167Au cours de Rosh HaShana, il y a une nouvelle révélation de la distance qui nous sépare du Créateur. Tout événement commence par la révélation d’une nouvelle propriété qui nous sépare du Créateur. Et pendant la fête de Rosh HaShana, nous atteignons l’adhésion au Créateur dans cette propriété.

Par conséquent, Rosh HaShana est la tête de tout notre développement, et toutes les propriétés qui se manifestent lors de cette fête se révèlent plus tard encore plus pleinement au cours de toutes les autres fêtes et dates spéciales.

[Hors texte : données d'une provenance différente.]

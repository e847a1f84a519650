//! Cluster member descriptors and membership change events.

use std::fmt;
use std::net::SocketAddr;

use uuid::Uuid;

/// Codebase version of a cluster member.
#[derive(Debug, Clone, Copy, PartialEq, Eq, Hash, PartialOrd, Ord, Default)]
pub struct MemberVersion {
    /// Major version.
    pub major: u8,
    /// Minor version.
    pub minor: u8,
    /// Patch version.
    pub patch: u8,
}

impl MemberVersion {
    /// Creates a new member version.
    pub const fn new(major: u8, minor: u8, patch: u8) -> Self {
        Self {
            major,
            minor,
            patch,
        }
    }

    /// Returns this version with the patch component dropped.
    pub fn without_patch(self) -> Self {
        Self::new(self.major, self.minor, 0)
    }
}

impl fmt::Display for MemberVersion {
    fn fmt(&self, f: &mut fmt::Formatter<'_>) -> fmt::Result {
        write!(f, "{}.{}.{}", self.major, self.minor, self.patch)
    }
}

/// Represents a member of the Hazelcast cluster.
#[derive(Debug, Clone, PartialEq, Eq)]
pub struct Member {
    uuid: Uuid,
    address: SocketAddr,
    lite_member: bool,
    version: MemberVersion,
}

impl Member {
    /// Creates a new data member.
    pub fn new(uuid: Uuid, address: SocketAddr) -> Self {
        Self {
            uuid,
            address,
            lite_member: false,
            version: MemberVersion::default(),
        }
    }

    /// Marks the member as a lite member.
    pub fn with_lite_member(mut self, lite_member: bool) -> Self {
        self.lite_member = lite_member;
        self
    }

    /// Sets the member's codebase version.
    pub fn with_version(mut self, version: MemberVersion) -> Self {
        self.version = version;
        self
    }

    /// Returns the member's UUID.
    pub fn uuid(&self) -> Uuid {
        self.uuid
    }

    /// Returns the member's network address.
    pub fn address(&self) -> SocketAddr {
        self.address
    }

    /// Returns whether this is a lite member (holds no partitions).
    pub fn is_lite_member(&self) -> bool {
        self.lite_member
    }

    /// Returns the member's codebase version.
    pub fn version(&self) -> MemberVersion {
        self.version
    }
}

impl fmt::Display for Member {
    fn fmt(&self, f: &mut fmt::Formatter<'_>) -> fmt::Result {
        write!(f, "Member[uuid={}, address={}]", self.uuid, self.address)?;
        if self.lite_member {
            f.write_str(" lite")?;
        }
        Ok(())
    }
}

/// Type of membership change.
#[derive(Debug, Clone, Copy, PartialEq, Eq, Hash)]
pub enum MemberEventType {
    /// A new member joined the cluster.
    Added,
    /// A member left the cluster.
    Removed,
}

impl fmt::Display for MemberEventType {
    fn fmt(&self, f: &mut fmt::Formatter<'_>) -> fmt::Result {
        match self {
            Self::Added => write!(f, "ADDED"),
            Self::Removed => write!(f, "REMOVED"),
        }
    }
}

/// An event fired when a cluster member joins or leaves.
#[derive(Debug, Clone)]
pub struct MemberEvent {
    /// The member that triggered the event.
    pub member: Member,
    /// The type of membership change.
    pub event_type: MemberEventType,
}

impl MemberEvent {
    /// Creates an event for a member that joined the cluster.
    pub fn member_added(member: Member) -> Self {
        Self {
            member,
            event_type: MemberEventType::Added,
        }
    }

    /// Creates an event for a member that left the cluster.
    pub fn member_removed(member: Member) -> Self {
        Self {
            member,
            event_type: MemberEventType::Removed,
        }
    }
}

impl fmt::Display for MemberEvent {
    fn fmt(&self, f: &mut fmt::Formatter<'_>) -> fmt::Result {
        write!(f, "MemberEvent[{} {}]", self.member, self.event_type)
    }
}
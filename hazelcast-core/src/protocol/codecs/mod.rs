//! Codecs for the messages the connection core exchanges itself.

pub mod auth;
pub mod backup;
pub mod builtin;
pub mod error;
pub mod ping;

pub use auth::{AuthCredentials, AuthenticationRequest, AuthenticationResponse, AuthenticationStatus};
pub use error::{error_codes, ErrorHolder};
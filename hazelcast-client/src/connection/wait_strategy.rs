//! Backoff pacing between cluster connection attempts.

use std::time::Duration;

use rand::Rng;
use tokio::time::Instant;

use crate::config::{ConnectionRetryConfig, FAILOVER_CLUSTER_CONNECT_TIMEOUT};

/// Exponential backoff with jitter, bounded by a total time budget.
///
/// One strategy paces one attempt sequence against one candidate cluster;
/// [`reset`](Self::reset) starts a fresh sequence.
#[derive(Debug)]
pub struct WaitStrategy {
    initial_backoff: Duration,
    max_backoff: Duration,
    multiplier: f64,
    jitter: f64,
    cluster_connect_timeout: Option<Duration>,
    attempt: u32,
    current_backoff: Duration,
    started_at: Instant,
}

impl WaitStrategy {
    /// Creates a wait strategy; `None` leaves the time budget unbounded.
    pub fn new(
        initial_backoff: Duration,
        max_backoff: Duration,
        multiplier: f64,
        jitter: f64,
        cluster_connect_timeout: Option<Duration>,
    ) -> Self {
        Self {
            initial_backoff,
            max_backoff,
            multiplier,
            jitter,
            cluster_connect_timeout,
            attempt: 0,
            current_backoff: initial_backoff,
            started_at: Instant::now(),
        }
    }

    /// Creates a wait strategy from retry settings. When a failover
    /// configuration is in use an unbounded budget becomes 120 seconds so
    /// the client can move on to the next cluster.
    pub fn from_config(config: &ConnectionRetryConfig, failover: bool) -> Self {
        let timeout = match config.cluster_connect_timeout() {
            Some(timeout) => Some(timeout),
            None if failover => Some(FAILOVER_CLUSTER_CONNECT_TIMEOUT),
            None => None,
        };
        Self::new(
            config.initial_backoff(),
            config.max_backoff(),
            config.multiplier(),
            config.jitter(),
            timeout,
        )
    }

    /// Starts a fresh attempt sequence.
    pub fn reset(&mut self) {
        self.attempt = 0;
        self.current_backoff = self.initial_backoff;
        self.started_at = Instant::now();
    }

    /// Returns the number of sleeps requested since the last reset.
    pub fn attempt(&self) -> u32 {
        self.attempt
    }

    /// Returns the unjittered backoff the next sleep starts from.
    pub fn current_backoff(&self) -> Duration {
        self.current_backoff
    }

    /// Sleeps before the next attempt.
    ///
    /// Returns `false` without sleeping once the time budget is spent.
    pub async fn sleep(&mut self) -> bool {
        self.attempt += 1;
        let elapsed = self.started_at.elapsed();

        let Some(delay) = self.next_delay(elapsed, rand::thread_rng().gen::<f64>()) else {
            tracing::warn!(
                attempt = self.attempt,
                elapsed = ?elapsed,
                timeout = ?self.cluster_connect_timeout,
                "unable to get live cluster connection, cluster connect timeout reached"
            );
            return false;
        };

        tracing::debug!(
            attempt = self.attempt,
            elapsed = ?elapsed,
            sleep = ?delay,
            "unable to get live cluster connection, retrying"
        );

        tokio::time::sleep(delay).await;
        self.current_backoff = self.current_backoff.mul_f64(self.multiplier).min(self.max_backoff);
        true
    }

    /// Computes the jittered delay for `elapsed` time spent so far, or
    /// `None` if the budget is exhausted. `random` is uniform in `[0, 1)`.
    fn next_delay(&self, elapsed: Duration, random: f64) -> Option<Duration> {
        let remaining = match self.cluster_connect_timeout {
            Some(timeout) if elapsed >= timeout => return None,
            Some(timeout) => Some(timeout - elapsed),
            None => None,
        };

        let backoff = self.current_backoff.as_secs_f64();
        let jittered = backoff * (1.0 - self.jitter) + backoff * self.jitter * random;
        let delay = Duration::from_secs_f64(jittered.max(0.0));

        Some(match remaining {
            Some(remaining) => delay.min(remaining),
            None => delay,
        })
    }
}
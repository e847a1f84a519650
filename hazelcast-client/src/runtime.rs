//! Background task helpers.
//!
//! The client runs a few periodic jobs (the invocation sweep, heartbeats,
//! reconnecting to known members). Each one is owned through a
//! [`PeriodicTask`] handle that stops the job when cancelled or dropped.

use std::future::Future;
use std::sync::atomic::{AtomicBool, Ordering};
use std::time::Duration;

use tokio::sync::watch;
use tokio::time::{interval_at, Instant, MissedTickBehavior};

/// Handle to a job that runs once per period until cancelled.
#[derive(Debug)]
pub struct PeriodicTask {
    name: &'static str,
    cancelled: AtomicBool,
    stop: watch::Sender<bool>,
}

impl PeriodicTask {
    /// Spawns `job` to run every `period`, starting one period from now.
    ///
    /// A run that overlaps the next tick delays that tick instead of queueing it.
    pub fn spawn<F, Fut>(name: &'static str, period: Duration, mut job: F) -> Self
    where
        F: FnMut() -> Fut + Send + 'static,
        Fut: Future<Output = ()> + Send + 'static,
    {
        let (stop, mut stop_rx) = watch::channel(false);

        tokio::spawn(async move {
            let mut ticker = interval_at(Instant::now() + period, period);
            ticker.set_missed_tick_behavior(MissedTickBehavior::Skip);

            loop {
                tokio::select! {
                    _ = ticker.tick() => job().await,
                    _ = stop_rx.changed() => break,
                }
            }
            tracing::debug!(task = name, "periodic task stopped");
        });

        Self {
            name,
            cancelled: AtomicBool::new(false),
            stop,
        }
    }

    /// Returns the task name used in log output.
    pub fn name(&self) -> &'static str {
        self.name
    }

    /// Stops the task. Returns `false` if it was already cancelled.
    pub fn cancel(&self) -> bool {
        if self.cancelled.swap(true, Ordering::AcqRel) {
            return false;
        }
        let _ = self.stop.send(true);
        true
    }

    /// Returns true once [`cancel`](Self::cancel) was called.
    pub fn is_cancelled(&self) -> bool {
        self.cancelled.load(Ordering::Acquire)
    }
}

impl Drop for PeriodicTask {
    fn drop(&mut self) {
        self.cancel();
    }
}

#[cfg(test)]
mod tests {
    use super::*;
    use std::sync::atomic::AtomicU32;
    use std::sync::Arc;

    #[tokio::test(start_paused = true)]
    async fn test_runs_every_period() {
        let runs = Arc::new(AtomicU32::new(0));
        let counter = Arc::clone(&runs);
        let task = PeriodicTask::spawn("test", Duration::from_millis(100), move || {
            let counter = Arc::clone(&counter);
            async move {
                counter.fetch_add(1, Ordering::SeqCst);
            }
        });

        tokio::time::sleep(Duration::from_millis(50)).await;
        assert_eq!(runs.load(Ordering::SeqCst), 0);

        tokio::time::sleep(Duration::from_millis(300)).await;
        assert_eq!(runs.load(Ordering::SeqCst), 3);
        assert_eq!(task.name(), "test");
    }

    #[tokio::test(start_paused = true)]
    async fn test_cancel_is_idempotent_and_stops_runs() {
        let runs = Arc::new(AtomicU32::new(0));
        let counter = Arc::clone(&runs);
        let task = PeriodicTask::spawn("test", Duration::from_millis(10), move || {
            let counter = Arc::clone(&counter);
            async move {
                counter.fetch_add(1, Ordering::SeqCst);
            }
        });

        tokio::time::sleep(Duration::from_millis(25)).await;
        assert!(task.cancel());
        assert!(!task.cancel());
        assert!(task.is_cancelled());

        let seen = runs.load(Ordering::SeqCst);
        tokio::time::sleep(Duration::from_millis(100)).await;
        assert_eq!(runs.load(Ordering::SeqCst), seen);
    }

    #[test]
    fn test_periodic_task_is_send_sync() {
        fn assert_send_sync<T: Send + Sync>() {}
        assert_send_sync::<PeriodicTask>();
    }
}
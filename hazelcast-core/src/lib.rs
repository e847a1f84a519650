//! Core types and protocols for Hazelcast.

#![warn(missing_docs)]

pub mod error;
pub mod protocol;

pub use error::{HazelcastError, Result};
pub use protocol::{ClientMessage, ClientMessageCodec, Frame};
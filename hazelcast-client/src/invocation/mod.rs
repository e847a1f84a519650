//! Request/response correlation, routing and retry.

mod classifier;
mod invocation;
mod schema;
mod service;

pub use classifier::{error_from_holders, DefaultErrorClassifier, ErrorClassifier};
pub use invocation::{EventHandler, Invocation, InvocationState, InvocationTarget};
pub use schema::{NoopSchemaService, SchemaService};
pub use service::{InvocationService, PendingResponse};
//! Per-pixel comparison of a backend raster against the reference.

use image::{Rgba, RgbaImage};
use std::sync::Arc;

use crate::raster::{self, RasterSize};
use vdiff_config::Backend;

/// Pixels farther apart than this (Euclidean RGB distance) differ.
pub const DISTANCE_THRESHOLD: u32 = 5;

/// Marks a pixel that differs, or that could not be compared.
pub const DIFF_DIFFERENT: Rgba<u8> = Rgba([255, 0, 0, 255]);

/// Marks a pixel that matches within the threshold.
pub const DIFF_SAME: Rgba<u8> = Rgba([255, 255, 255, 255]);

const WHITE: [u8; 3] = [255, 255, 255];

#[derive(Debug, Clone, Copy, PartialEq, Eq)]
pub struct DiffStats {
    pub width: u32,
    pub height: u32,
    /// Pixels painted [`DIFF_DIFFERENT`], including any area outside the
    /// overlap of the two inputs.
    pub differing_pixels: u64,
}

impl DiffStats {
    pub fn total_pixels(&self) -> u64 {
        self.width as u64 * self.height as u64
    }

    /// Share of differing pixels in percent.
    pub fn percent(&self) -> f64 {
        match self.total_pixels() {
            0 => 0.0,
            total => self.differing_pixels as f64 * 100.0 / total as f64,
        }
    }

    pub fn is_identical(&self) -> bool {
        self.differing_pixels == 0
    }
}

#[derive(Debug, Clone)]
pub struct DiffResult {
    pub backend: Backend,
    pub image: Arc<RgbaImage>,
    pub stats: DiffStats,
}

/// Integer Euclidean distance between the RGB channels of two pixels.
pub fn color_distance(a: Rgba<u8>, b: Rgba<u8>) -> u32 {
    let d = |x: u8, y: u8| {
        let v = x as i32 - y as i32;
        (v * v) as u32
    };
    let sum = d(a[0], b[0]) + d(a[1], b[1]) + d(a[2], b[2]);
    (sum as f64).sqrt() as u32
}

/// Compare `candidate` (rendered by `backend`) against `reference`.
///
/// The output has the reference's size. It starts fully
/// [`DIFF_DIFFERENT`] and only the overlapping rectangle of the two inputs is
/// compared, so when the sizes disagree everything outside the overlap stays
/// marked as different.
pub fn diff_images(backend: Backend, reference: &RgbaImage, candidate: &RgbaImage) -> DiffResult {
    let ref_size = RasterSize::of(reference);
    let cand_size = RasterSize::of(candidate);
    if ref_size != cand_size {
        log::warn!(
            "Images size mismatch: {} != {} Reference vs {}",
            ref_size,
            cand_size,
            backend.display_name()
        );
    }

    let width = ref_size.width.min(cand_size.width);
    let height = ref_size.height.min(cand_size.height);

    let reference = raster::flatten(reference, WHITE);
    let candidate = raster::flatten(candidate, WHITE);

    let mut out = RgbaImage::from_pixel(ref_size.width, ref_size.height, DIFF_DIFFERENT);
    for y in 0..height {
        for x in 0..width {
            let a = *reference.get_pixel(x, y);
            let b = *candidate.get_pixel(x, y);
            let mark = if color_distance(a, b) > DISTANCE_THRESHOLD {
                DIFF_DIFFERENT
            } else {
                DIFF_SAME
            };
            out.put_pixel(x, y, mark);
        }
    }

    let differing_pixels = out.pixels().filter(|p| **p == DIFF_DIFFERENT).count() as u64;
    DiffResult {
        backend,
        stats: DiffStats {
            width: ref_size.width,
            height: ref_size.height,
            differing_pixels,
        },
        image: Arc::new(out),
    }
}
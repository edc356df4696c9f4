//! Default value functions for settings.
//!
//! Used as `#[serde(default = "crate::defaults::...")]` attributes on
//! [`crate::Settings`] fields.

use crate::backend::Backend;
use crate::settings::BackendSettings;
use std::collections::BTreeMap;
use std::path::PathBuf;

pub fn bool_true() -> bool {
    true
}

pub fn view_size() -> u32 {
    240
}

pub fn dpi_scale() -> f64 {
    1.0
}

/// Zero means "use the available parallelism".
pub fn workers() -> usize {
    0
}

pub fn java_program() -> String {
    "java".to_string()
}

pub fn tests_dir() -> PathBuf {
    PathBuf::from("tests")
}

pub fn custom_tests_dir() -> PathBuf {
    PathBuf::from("custom-tests")
}

/// Working directory for temporary rasterizer output and the render cache.
pub fn work_dir() -> PathBuf {
    dirs::cache_dir()
        .map(|dir| dir.join("vdiff"))
        .unwrap_or_else(|| PathBuf::from(".vdiff"))
}

/// Every external backend, enabled, with no rasterizer path configured yet.
pub fn backends() -> BTreeMap<Backend, BackendSettings> {
    Backend::external()
        .iter()
        .map(|b| (*b, BackendSettings::default()))
        .collect()
}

Extrait de la Leçon quotidienne de Kabbale,  « Rosh HaShana » du 15/09/2023

La dernière pièce de monnaie

Au fur et à mesure que nous progressons, le mauvais penchant, la force de l’égoïsme, se manifeste chaque fois plus durement, de sorte que finalement nous ne sachions plus quoi faire. C’est comme si un mur se dressait devant nous et qu’il était impossible de le franchir. Et à la fin, nous arrivons à la Mer Rouge, aux eaux tumultueuses et furieuses qui sont prêtes à nous engloutir et à nous couper de la vie.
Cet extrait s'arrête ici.